Enquanto acompanhava o episódio, me senti envergonhado em várias ocasiões. O Brasil retrocedeu 500 anos com sexo e as negas. O país involuiu. A série é cheia de estereótipos! Tem o negro e a negra como objeto sexual. Tem a casa de patrões brancos que, na ausência da mulher, o marido aproveita para seduzir a empregada. Dessa vez, dando R$ 200 para ela “cuidar do cabelo”. Não precisa dizer que a empregada é negra, né? Estereótipos! Olha o que fazem com a gente! Aos negros que estão no elenco, de antemão, eu peço desculpas pelo que vou afirmar, mas vocês estão sendo usados. Tal qual um senhor abastado fazia com seus escravos numa colônia bem perto daqui… Aldri Anunciação (autor de Namíbia, Não!, uma sátira política, que considero um manifesto antirracista!), Karin Hils (aquela que foi do grupo Rouge e que tantas vezes falou de racismo na TV), Corina SabbasLilian ValeskaMaria BiaAdriana LessaRafael ZuluAline DiasRafael MachadoIzak DahoraBeltrano e Beltrana: vocês estão sendo usados! E eu sei que sabem disso. No presente, vão querer reconsiderar, mas no futuro… sexo e as negas é o novo Cinderela Baiana.

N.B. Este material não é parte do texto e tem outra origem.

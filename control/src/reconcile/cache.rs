//! Resource cache access
//!
//! The reconciler never talks to the API server directly. Every task re-reads
//! the current state through `ResourceStore`, which is backed by a kube
//! reflector in production and by `MemoryStore` in tests.
//!
//! ```text
//!  watcher ──► reflector::Store<K> ──┐
//!                                    ├──► ResourceStore<K> ──► resolver / dispatcher
//!  tests ───► MemoryStore<K> ────────┘
//! ```

use k8s_openapi::api::core::v1::{ConfigMap, Pod, Secret, Service};
use k8s_openapi::api::discovery::v1::EndpointSlice;
use k8s_openapi::api::networking::v1::Ingress;
use k8s_openapi::apimachinery::pkg::apis::meta::v1::ObjectMeta;
use kube::runtime::reflector::{ObjectRef, Store};
use kube::Resource;
use std::collections::{BTreeMap, HashMap};
use std::fmt;
use std::sync::atomic::{AtomicBool, Ordering};
use std::sync::{Arc, Mutex, MutexGuard, RwLock, RwLockReadGuard, RwLockWriteGuard};
use thiserror::Error;
use tracing::warn;

use crate::apis::crd::{VirtualServer, VirtualServerRoute};

/// Label EndpointSlices carry to point at their Service
pub const SERVICE_NAME_LABEL: &str = "kubernetes.io/service-name";

#[derive(Error, Debug, Clone, PartialEq, Eq)]
pub enum CacheError {
    #[error("Cache for {0} is unavailable")]
    Unavailable(String),
}

// =============================================================================
// ResourceKey
// =============================================================================

/// Key for namespaced resources: (namespace, name)
#[derive(Debug, Clone, PartialEq, Eq, Hash, PartialOrd, Ord)]
pub struct ResourceKey {
    pub namespace: String,
    pub name: String,
}

impl ResourceKey {
    #[inline]
    pub fn new(namespace: impl Into<String>, name: impl Into<String>) -> Self {
        Self {
            namespace: namespace.into(),
            name: name.into(),
        }
    }

    /// Parse `namespace/name`. Both halves must be non-empty.
    pub fn parse(key: &str) -> Option<Self> {
        let (namespace, name) = key.split_once('/')?;
        if namespace.is_empty() || name.is_empty() || name.contains('/') {
            return None;
        }
        Some(Self::new(namespace, name))
    }

    pub fn from_meta(meta: &ObjectMeta) -> Self {
        Self::new(
            meta.namespace.clone().unwrap_or_default(),
            meta.name.clone().unwrap_or_default(),
        )
    }

    pub fn of<K: Resource>(obj: &K) -> Self {
        Self::from_meta(obj.meta())
    }

    /// `namespace-name`, used for config and secret file names
    pub fn file_name(&self) -> String {
        format!("{}-{}", self.namespace, self.name)
    }
}

impl fmt::Display for ResourceKey {
    fn fmt(&self, f: &mut fmt::Formatter<'_>) -> fmt::Result {
        write!(f, "{}/{}", self.namespace, self.name)
    }
}

// =============================================================================
// ResourceStore
// =============================================================================

/// Read access to one kind of cached resource
pub trait ResourceStore<K>: Send + Sync {
    fn get_by_key(&self, key: &ResourceKey) -> Result<Option<Arc<K>>, CacheError>;

    fn list(&self) -> Result<Vec<Arc<K>>, CacheError>;
}

impl<K> ResourceStore<K> for Store<K>
where
    K: Resource<DynamicType = ()> + Clone + Send + Sync + 'static,
{
    fn get_by_key(&self, key: &ResourceKey) -> Result<Option<Arc<K>>, CacheError> {
        Ok(self.get(&ObjectRef::new(&key.name).within(&key.namespace)))
    }

    fn list(&self) -> Result<Vec<Arc<K>>, CacheError> {
        Ok(self.state())
    }
}

/// In-memory store
///
/// Holds objects by key and can be switched into an unavailable state to
/// exercise the requeue path.
pub struct MemoryStore<K> {
    objects: RwLock<BTreeMap<ResourceKey, Arc<K>>>,
    unavailable: AtomicBool,
    kind: &'static str,
}

impl<K: Resource> MemoryStore<K> {
    pub fn new(kind: &'static str) -> Self {
        Self {
            objects: RwLock::new(BTreeMap::new()),
            unavailable: AtomicBool::new(false),
            kind,
        }
    }

    pub fn apply(&self, obj: K) {
        let key = ResourceKey::of(&obj);
        safe_write(&self.objects).insert(key, Arc::new(obj));
    }

    pub fn delete(&self, key: &ResourceKey) -> Option<Arc<K>> {
        safe_write(&self.objects).remove(key)
    }

    pub fn set_unavailable(&self, unavailable: bool) {
        self.unavailable.store(unavailable, Ordering::SeqCst);
    }

    fn check(&self) -> Result<(), CacheError> {
        if self.unavailable.load(Ordering::SeqCst) {
            return Err(CacheError::Unavailable(self.kind.to_string()));
        }
        Ok(())
    }
}

impl<K: Resource + Send + Sync> ResourceStore<K> for MemoryStore<K> {
    fn get_by_key(&self, key: &ResourceKey) -> Result<Option<Arc<K>>, CacheError> {
        self.check()?;
        Ok(safe_read(&self.objects).get(key).cloned())
    }

    fn list(&self) -> Result<Vec<Arc<K>>, CacheError> {
        self.check()?;
        Ok(safe_read(&self.objects).values().cloned().collect())
    }
}

// =============================================================================
// Stores
// =============================================================================

/// All caches the reconciler reads from
#[derive(Clone)]
pub struct Stores {
    pub ingresses: Arc<dyn ResourceStore<Ingress>>,
    pub services: Arc<dyn ResourceStore<Service>>,
    pub endpoint_slices: Arc<dyn ResourceStore<EndpointSlice>>,
    pub secrets: Arc<dyn ResourceStore<Secret>>,
    pub config_maps: Arc<dyn ResourceStore<ConfigMap>>,
    pub pods: Arc<dyn ResourceStore<Pod>>,
    pub virtual_servers: Arc<dyn ResourceStore<VirtualServer>>,
    pub virtual_server_routes: Arc<dyn ResourceStore<VirtualServerRoute>>,
}

impl Stores {
    /// EndpointSlices labelled for the given Service
    pub fn endpoint_slices_for_service(
        &self,
        namespace: &str,
        service: &str,
    ) -> Result<Vec<Arc<EndpointSlice>>, CacheError> {
        Ok(self
            .endpoint_slices
            .list()?
            .into_iter()
            .filter(|slice| {
                slice.metadata.namespace.as_deref() == Some(namespace)
                    && slice
                        .metadata
                        .labels
                        .as_ref()
                        .and_then(|labels| labels.get(SERVICE_NAME_LABEL))
                        .map(String::as_str)
                        == Some(service)
            })
            .collect())
    }

    /// Pods in `namespace` matching every label of `selector`, ordered by name
    pub fn pods_for_selector(
        &self,
        namespace: &str,
        selector: &BTreeMap<String, String>,
    ) -> Result<Vec<Arc<Pod>>, CacheError> {
        if selector.is_empty() {
            return Ok(Vec::new());
        }
        let mut pods: Vec<Arc<Pod>> = self
            .pods
            .list()?
            .into_iter()
            .filter(|pod| {
                pod.metadata.namespace.as_deref() == Some(namespace)
                    && selector.iter().all(|(k, v)| {
                        pod.metadata
                            .labels
                            .as_ref()
                            .and_then(|labels| labels.get(k))
                            == Some(v)
                    })
            })
            .collect();
        pods.sort_by(|a, b| a.metadata.name.cmp(&b.metadata.name));
        Ok(pods)
    }
}

/// Memory-backed `Stores`, keeping typed handles for direct mutation
#[derive(Clone)]
pub struct MemoryStores {
    pub ingresses: Arc<MemoryStore<Ingress>>,
    pub services: Arc<MemoryStore<Service>>,
    pub endpoint_slices: Arc<MemoryStore<EndpointSlice>>,
    pub secrets: Arc<MemoryStore<Secret>>,
    pub config_maps: Arc<MemoryStore<ConfigMap>>,
    pub pods: Arc<MemoryStore<Pod>>,
    pub virtual_servers: Arc<MemoryStore<VirtualServer>>,
    pub virtual_server_routes: Arc<MemoryStore<VirtualServerRoute>>,
}

impl Default for MemoryStores {
    fn default() -> Self {
        Self::new()
    }
}

impl MemoryStores {
    pub fn new() -> Self {
        Self {
            ingresses: Arc::new(MemoryStore::new("ingresses")),
            services: Arc::new(MemoryStore::new("services")),
            endpoint_slices: Arc::new(MemoryStore::new("endpointslices")),
            secrets: Arc::new(MemoryStore::new("secrets")),
            config_maps: Arc::new(MemoryStore::new("configmaps")),
            pods: Arc::new(MemoryStore::new("pods")),
            virtual_servers: Arc::new(MemoryStore::new("virtualservers")),
            virtual_server_routes: Arc::new(MemoryStore::new("virtualserverroutes")),
        }
    }

    pub fn stores(&self) -> Stores {
        Stores {
            ingresses: self.ingresses.clone(),
            services: self.services.clone(),
            endpoint_slices: self.endpoint_slices.clone(),
            secrets: self.secrets.clone(),
            config_maps: self.config_maps.clone(),
            pods: self.pods.clone(),
            virtual_servers: self.virtual_servers.clone(),
            virtual_server_routes: self.virtual_server_routes.clone(),
        }
    }
}

/// Per-key state a watcher keeps between events
pub(crate) type KeyIndex<V> = HashMap<ResourceKey, V>;

// =============================================================================
// Lock helpers
// =============================================================================

/// Safe RwLock read helper that recovers from poisoning
#[inline]
pub(crate) fn safe_read<T>(lock: &RwLock<T>) -> RwLockReadGuard<'_, T> {
    lock.read().unwrap_or_else(|poisoned| {
        warn!("RwLock poisoned during read, recovering (data is still valid)");
        poisoned.into_inner()
    })
}

/// Safe RwLock write helper that recovers from poisoning
#[inline]
pub(crate) fn safe_write<T>(lock: &RwLock<T>) -> RwLockWriteGuard<'_, T> {
    lock.write().unwrap_or_else(|poisoned| {
        warn!("RwLock poisoned during write, recovering (data is still valid)");
        poisoned.into_inner()
    })
}

/// Safe Mutex lock helper that recovers from poisoning
#[inline]
pub(crate) fn safe_lock<T>(mutex: &Mutex<T>) -> MutexGuard<'_, T> {
    mutex.lock().unwrap_or_else(|poisoned| {
        warn!("Mutex poisoned, recovering (data is still valid)");
        poisoned.into_inner()
    })
}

Daqui a cinco, dez anos, quem participou vai se sentir desconfortável de falar que integrou o elenco da série.

Sinceramente, fui dormir com raiva após acompanhar esse triste episódio da história recente do Brasil. Mas o que esperar de uma TV que tenta vitimar racistas e que institucionaliza a “inveja branca” como aquela em que não há cobiça? sexo e as negas é uma série minúscula! sexo e as negas é desnecessária!

No rodapé da seção de “Créditos” do site oficial da série, a indicação de que a obra é de “livre criação artística e sem compromisso com a realidade”. Típico. Captura da tela: 25/9/2014.